--- START ---
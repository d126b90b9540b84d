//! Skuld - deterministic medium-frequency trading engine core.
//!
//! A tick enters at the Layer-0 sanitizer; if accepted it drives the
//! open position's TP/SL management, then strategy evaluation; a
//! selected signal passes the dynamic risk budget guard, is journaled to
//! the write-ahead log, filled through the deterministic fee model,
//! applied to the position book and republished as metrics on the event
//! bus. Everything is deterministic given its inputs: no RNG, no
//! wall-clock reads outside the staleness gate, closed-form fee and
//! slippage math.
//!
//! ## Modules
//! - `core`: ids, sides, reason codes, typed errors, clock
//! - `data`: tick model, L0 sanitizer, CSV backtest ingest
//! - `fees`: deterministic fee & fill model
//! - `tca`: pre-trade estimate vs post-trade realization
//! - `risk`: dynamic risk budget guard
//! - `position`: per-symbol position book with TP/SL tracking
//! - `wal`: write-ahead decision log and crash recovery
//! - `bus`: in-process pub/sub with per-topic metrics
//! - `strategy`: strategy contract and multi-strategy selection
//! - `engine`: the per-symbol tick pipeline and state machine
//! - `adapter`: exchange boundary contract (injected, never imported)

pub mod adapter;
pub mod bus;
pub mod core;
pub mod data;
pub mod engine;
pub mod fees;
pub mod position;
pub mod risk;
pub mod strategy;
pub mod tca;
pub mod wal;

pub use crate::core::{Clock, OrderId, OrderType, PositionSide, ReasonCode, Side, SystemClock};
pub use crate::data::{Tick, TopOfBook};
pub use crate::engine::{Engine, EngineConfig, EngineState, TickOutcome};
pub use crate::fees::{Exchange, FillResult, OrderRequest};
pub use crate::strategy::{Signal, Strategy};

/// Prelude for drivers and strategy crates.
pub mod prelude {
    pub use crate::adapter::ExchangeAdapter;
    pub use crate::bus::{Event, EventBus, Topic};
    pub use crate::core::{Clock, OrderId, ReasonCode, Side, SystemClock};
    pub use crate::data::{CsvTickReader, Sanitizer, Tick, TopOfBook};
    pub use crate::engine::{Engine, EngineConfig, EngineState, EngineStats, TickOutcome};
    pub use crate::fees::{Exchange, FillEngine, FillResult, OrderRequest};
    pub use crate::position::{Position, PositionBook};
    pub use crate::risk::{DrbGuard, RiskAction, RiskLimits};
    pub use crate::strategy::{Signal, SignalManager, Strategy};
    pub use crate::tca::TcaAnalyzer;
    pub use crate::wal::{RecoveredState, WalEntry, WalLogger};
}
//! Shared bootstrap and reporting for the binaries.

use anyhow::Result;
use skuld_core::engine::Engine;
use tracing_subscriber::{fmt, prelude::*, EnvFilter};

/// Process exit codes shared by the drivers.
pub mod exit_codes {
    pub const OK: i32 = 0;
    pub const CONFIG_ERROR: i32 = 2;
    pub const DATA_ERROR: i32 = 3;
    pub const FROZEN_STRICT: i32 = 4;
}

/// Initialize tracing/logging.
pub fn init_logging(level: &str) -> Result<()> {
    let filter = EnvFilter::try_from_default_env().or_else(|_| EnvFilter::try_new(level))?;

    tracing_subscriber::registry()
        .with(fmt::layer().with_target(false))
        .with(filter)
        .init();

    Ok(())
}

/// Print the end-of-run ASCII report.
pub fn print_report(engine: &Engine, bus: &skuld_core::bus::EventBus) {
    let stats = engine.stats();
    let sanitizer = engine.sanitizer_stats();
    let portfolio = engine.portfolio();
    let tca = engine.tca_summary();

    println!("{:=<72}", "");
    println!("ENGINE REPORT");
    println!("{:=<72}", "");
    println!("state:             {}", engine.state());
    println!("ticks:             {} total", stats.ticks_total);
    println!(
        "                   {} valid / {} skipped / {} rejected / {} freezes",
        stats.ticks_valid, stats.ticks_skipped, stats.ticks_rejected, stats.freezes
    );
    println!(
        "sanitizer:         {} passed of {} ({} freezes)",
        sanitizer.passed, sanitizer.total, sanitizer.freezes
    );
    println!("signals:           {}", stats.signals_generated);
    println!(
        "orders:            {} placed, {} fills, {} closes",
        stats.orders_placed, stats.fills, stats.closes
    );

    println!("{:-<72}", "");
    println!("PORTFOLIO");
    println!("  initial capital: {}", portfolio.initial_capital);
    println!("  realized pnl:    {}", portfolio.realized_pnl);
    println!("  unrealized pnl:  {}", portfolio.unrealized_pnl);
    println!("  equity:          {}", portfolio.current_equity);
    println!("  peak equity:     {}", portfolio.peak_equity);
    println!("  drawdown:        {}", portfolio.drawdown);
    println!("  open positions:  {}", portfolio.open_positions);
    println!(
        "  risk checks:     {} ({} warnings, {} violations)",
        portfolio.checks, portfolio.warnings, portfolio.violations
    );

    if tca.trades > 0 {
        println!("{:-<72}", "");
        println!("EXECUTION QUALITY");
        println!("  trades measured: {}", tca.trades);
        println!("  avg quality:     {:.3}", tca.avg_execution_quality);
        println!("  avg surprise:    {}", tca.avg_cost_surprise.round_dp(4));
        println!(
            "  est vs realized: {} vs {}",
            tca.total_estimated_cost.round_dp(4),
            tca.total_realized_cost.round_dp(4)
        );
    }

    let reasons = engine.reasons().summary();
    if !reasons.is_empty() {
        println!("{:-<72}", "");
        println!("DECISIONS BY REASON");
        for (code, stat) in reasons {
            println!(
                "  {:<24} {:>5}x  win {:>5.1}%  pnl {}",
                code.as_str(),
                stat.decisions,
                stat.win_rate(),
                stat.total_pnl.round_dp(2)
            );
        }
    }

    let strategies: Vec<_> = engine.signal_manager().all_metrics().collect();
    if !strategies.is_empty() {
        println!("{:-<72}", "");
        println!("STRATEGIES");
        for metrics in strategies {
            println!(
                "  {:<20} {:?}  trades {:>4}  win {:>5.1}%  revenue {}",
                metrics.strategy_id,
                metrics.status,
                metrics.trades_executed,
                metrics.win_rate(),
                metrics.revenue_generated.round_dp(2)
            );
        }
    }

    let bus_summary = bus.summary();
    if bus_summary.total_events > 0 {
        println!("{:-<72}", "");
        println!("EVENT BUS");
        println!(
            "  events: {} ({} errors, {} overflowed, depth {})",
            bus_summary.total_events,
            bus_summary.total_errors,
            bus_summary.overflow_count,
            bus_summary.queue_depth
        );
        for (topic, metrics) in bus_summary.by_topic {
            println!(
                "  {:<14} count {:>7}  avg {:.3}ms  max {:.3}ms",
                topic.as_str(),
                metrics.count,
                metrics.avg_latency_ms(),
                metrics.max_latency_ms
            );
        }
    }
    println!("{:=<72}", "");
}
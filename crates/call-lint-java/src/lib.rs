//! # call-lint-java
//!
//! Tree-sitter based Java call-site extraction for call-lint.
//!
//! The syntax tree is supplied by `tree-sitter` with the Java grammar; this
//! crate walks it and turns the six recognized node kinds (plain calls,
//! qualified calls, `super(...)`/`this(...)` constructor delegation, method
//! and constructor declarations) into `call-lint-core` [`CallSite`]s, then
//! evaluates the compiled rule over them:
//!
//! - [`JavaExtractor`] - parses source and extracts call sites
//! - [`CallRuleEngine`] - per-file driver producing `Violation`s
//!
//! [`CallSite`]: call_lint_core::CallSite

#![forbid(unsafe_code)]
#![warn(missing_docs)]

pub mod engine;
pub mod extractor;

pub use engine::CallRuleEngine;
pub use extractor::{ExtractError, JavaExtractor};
--- END ---
What to produce –
Check each line of the records above for "deterministic", and copy those that have it.

Exercise answer –
//! Skuld - deterministic medium-frequency trading engine core.
//! the write-ahead log, filled through the deterministic fee model,
//! bus. Everything is deterministic given its inputs: no RNG, no
//! - `fees`: deterministic fee & fill model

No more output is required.